▸ **Stored data**:

use crate::core::balance::BalanceSheet;
use crate::core::expense::{Expense, ExpenseError, ExpenseId, ExpenseSet};
use crate::core::participant::ParticipantId;
use crate::optimization::aggregation::compute_balances;
use crate::optimization::simplification::{simplify_debts_with, SettlementConfig, SettlementPlan};
use crate::optimization::summary::GroupSummary;
use log::info;
use rust_decimal::Decimal;
use serde::{Deserialize, Serialize};
use std::collections::HashSet;
use thiserror::Error;

/// Errors returned by group mutations. A rejected mutation leaves the
/// group unchanged.
#[derive(Debug, Clone, PartialEq, Eq, Error)]
pub enum GroupError {
    #[error("participant name must not be empty")]
    EmptyName,
    #[error("{0} is already in the group")]
    DuplicateParticipant(ParticipantId),
    #[error("{0} is not in the group")]
    UnknownParticipant(ParticipantId),
    #[error("{0} is involved in existing expenses and cannot be removed.")]
    ParticipantInUse(ParticipantId),
    #[error("expense amount must be positive, got {0}")]
    NonPositiveAmount(Decimal),
    #[error("expense {0} not found")]
    ExpenseNotFound(ExpenseId),
    #[error("expense id {0} is used more than once")]
    DuplicateExpenseId(ExpenseId),
    #[error("expense of {0} would push total group spending out of range")]
    SpendingOverflow(Decimal),
    #[error("no expense ids left")]
    ExpenseIdsExhausted,
    #[error(transparent)]
    InvalidExpense(#[from] ExpenseError),
}

/// An expense as entered, before the group assigns it an id.
#[derive(Debug, Clone, PartialEq, Eq, Serialize, Deserialize)]
pub struct NewExpense {
    #[serde(default)]
    pub description: String,
    pub amount: Decimal,
    pub paid_by: ParticipantId,
    pub split_between: Vec<ParticipantId>,
}

impl NewExpense {
    pub fn new(
        description: impl Into<String>,
        amount: Decimal,
        paid_by: impl Into<ParticipantId>,
        split_between: impl IntoIterator<Item = ParticipantId>,
    ) -> Self {
        Self {
            description: description.into(),
            amount,
            paid_by: paid_by.into(),
            split_between: split_between.into_iter().collect(),
        }
    }
}

/// Serialized form of a group: the participant list and the expense list.
#[derive(Debug, Clone, Default, PartialEq, Eq, Serialize, Deserialize)]
pub struct GroupSnapshot {
    pub participants: Vec<ParticipantId>,
    #[serde(default)]
    pub expenses: ExpenseSet,
}

/// A shared expense group.
///
/// The group is the single owner of the participant list and the expense
/// list. Every mutation is checked so the snapshot handed to the balance
/// and settlement computations always satisfies their preconditions:
///
/// - participant names are non-empty, trimmed and unique;
/// - every expense has a positive amount and a non-empty split;
/// - every payer and split member is a current participant;
/// - a participant cannot leave while any expense references them;
/// - total spending stays within the `Decimal` range, which bounds every
///   balance.
///
/// # Examples
///
/// ```
/// use expense_splitter::core::group::{Group, NewExpense};
/// use rust_decimal_macros::dec;
///
/// let mut group = Group::new();
/// let a = group.add_participant("A").unwrap();
/// let b = group.add_participant("B").unwrap();
///
/// group
///     .add_expense(NewExpense::new("Hotel", dec!(100), a.clone(), [a.clone(), b.clone()]))
///     .unwrap();
///
/// assert_eq!(group.balances().balance(&b), dec!(-50));
/// assert!(group.remove_participant(&b).is_err());
/// ```
#[derive(Debug, Clone)]
pub struct Group {
    participants: Vec<ParticipantId>,
    members: HashSet<ParticipantId>,
    expenses: ExpenseSet,
    total_spending: Decimal,
    /// `None` once the id space is used up.
    next_id: Option<u64>,
}

impl Default for Group {
    fn default() -> Self {
        Self::new()
    }
}

impl Group {
    pub fn new() -> Self {
        Self {
            participants: Vec::new(),
            members: HashSet::new(),
            expenses: ExpenseSet::new(),
            total_spending: Decimal::ZERO,
            next_id: Some(1),
        }
    }

    /// Rebuild a group from a snapshot, applying every registry check.
    ///
    /// Expense ids from the snapshot are kept; new expenses continue after
    /// the largest one. A snapshot holding `u64::MAX` loads, but adding to
    /// it fails with [`GroupError::ExpenseIdsExhausted`].
    pub fn from_snapshot(snapshot: GroupSnapshot) -> Result<Self, GroupError> {
        let mut group = Self::new();
        for participant in snapshot.participants {
            group.add_participant(participant.as_str())?;
        }
        let mut ids = HashSet::new();
        for expense in snapshot.expenses.expenses() {
            if !ids.insert(expense.id()) {
                return Err(GroupError::DuplicateExpenseId(expense.id()));
            }
            group.total_spending =
                group.check_expense(expense.amount(), expense.paid_by(), expense.split_between())?;
            group.expenses.add(expense.clone());
        }
        group.next_id = match group.expenses.max_id() {
            Some(id) => id.0.checked_add(1),
            None => Some(1),
        };
        Ok(group)
    }

    /// Current state as a serializable snapshot.
    pub fn snapshot(&self) -> GroupSnapshot {
        GroupSnapshot {
            participants: self.participants.clone(),
            expenses: self.expenses.clone(),
        }
    }

    /// Add a participant. The name is trimmed first.
    pub fn add_participant(&mut self, name: &str) -> Result<ParticipantId, GroupError> {
        let trimmed = name.trim();
        if trimmed.is_empty() {
            return Err(GroupError::EmptyName);
        }
        let participant = ParticipantId::new(trimmed);
        if self.members.contains(&participant) {
            return Err(GroupError::DuplicateParticipant(participant));
        }
        info!("adding participant {}", participant);
        self.members.insert(participant.clone());
        self.participants.push(participant.clone());
        Ok(participant)
    }

    /// Remove a participant that no expense refers to.
    pub fn remove_participant(&mut self, participant: &ParticipantId) -> Result<(), GroupError> {
        let index = self
            .participants
            .iter()
            .position(|p| p == participant)
            .ok_or_else(|| GroupError::UnknownParticipant(participant.clone()))?;
        if self.expenses.involves(participant) {
            return Err(GroupError::ParticipantInUse(participant.clone()));
        }
        info!("removing participant {}", participant);
        self.participants.remove(index);
        self.members.remove(participant);
        Ok(())
    }

    /// Record an expense and return its newly assigned id.
    pub fn add_expense(&mut self, new_expense: NewExpense) -> Result<ExpenseId, GroupError> {
        let total_spending = self.check_expense(
            new_expense.amount,
            &new_expense.paid_by,
            &new_expense.split_between,
        )?;

        let id = ExpenseId(self.next_id.ok_or(GroupError::ExpenseIdsExhausted)?);
        let expense = Expense::new(
            id,
            new_expense.description,
            new_expense.amount,
            new_expense.paid_by,
            new_expense.split_between,
        )?;
        info!(
            "recording expense {} of {} paid by {}",
            id,
            expense.amount(),
            expense.paid_by()
        );
        self.expenses.add(expense);
        self.total_spending = total_spending;
        self.next_id = id.0.checked_add(1);
        Ok(id)
    }

    /// Delete an expense, returning it.
    pub fn delete_expense(&mut self, id: ExpenseId) -> Result<Expense, GroupError> {
        let removed = self
            .expenses
            .remove(id)
            .ok_or(GroupError::ExpenseNotFound(id))?;
        self.total_spending = self.expenses.total_spending();
        info!("deleted expense {}", id);
        Ok(removed)
    }

    /// Validate an expense against the group and return the total spending
    /// it would bring the group to.
    fn check_expense(
        &self,
        amount: Decimal,
        paid_by: &ParticipantId,
        split_between: &[ParticipantId],
    ) -> Result<Decimal, GroupError> {
        if amount <= Decimal::ZERO {
            return Err(GroupError::NonPositiveAmount(amount));
        }
        for participant in std::iter::once(paid_by).chain(split_between) {
            if !self.members.contains(participant) {
                return Err(GroupError::UnknownParticipant(participant.clone()));
            }
        }
        self.total_spending
            .checked_add(amount)
            .ok_or(GroupError::SpendingOverflow(amount))
    }

    // --- Accessors ---

    pub fn participants(&self) -> &[ParticipantId] {
        &self.participants
    }

    pub fn expenses(&self) -> &[Expense] {
        self.expenses.expenses()
    }

    pub fn expense(&self, id: ExpenseId) -> Option<&Expense> {
        self.expenses.get(id)
    }

    /// Sum of all expense amounts.
    pub fn total_spending(&self) -> Decimal {
        self.total_spending
    }

    /// Whether any expense refers to `participant`.
    pub fn is_involved(&self, participant: &ParticipantId) -> bool {
        self.expenses.involves(participant)
    }

    // --- Derived views ---

    pub fn balances(&self) -> BalanceSheet {
        compute_balances(&self.participants, self.expenses())
    }

    pub fn settlements(&self) -> SettlementPlan {
        self.settlements_with(&SettlementConfig::default())
    }

    pub fn settlements_with(&self, config: &SettlementConfig) -> SettlementPlan {
        simplify_debts_with(&self.balances(), config)
    }

    pub fn summary(&self) -> GroupSummary {
        self.summary_with(&SettlementConfig::default())
    }

    pub fn summary_with(&self, config: &SettlementConfig) -> GroupSummary {
        GroupSummary::new(self.total_spending(), &self.balances(), config)
    }
}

▸ **Assignment**:
Write out the records exactly, starting at the first line and stopping after the line that contains "pub enum GroupError".

▸ **Response**:
use crate::core::balance::BalanceSheet;
use crate::core::expense::{Expense, ExpenseError, ExpenseId, ExpenseSet};
use crate::core::participant::ParticipantId;
use crate::optimization::aggregation::compute_balances;
use crate::optimization::simplification::{simplify_debts_with, SettlementConfig, SettlementPlan};
use crate::optimization::summary::GroupSummary;
use log::info;
use rust_decimal::Decimal;
use serde::{Deserialize, Serialize};
use std::collections::HashSet;
use thiserror::Error;

/// Errors returned by group mutations. A rejected mutation leaves the
/// group unchanged.
#[derive(Debug, Clone, PartialEq, Eq, Error)]
pub enum GroupError {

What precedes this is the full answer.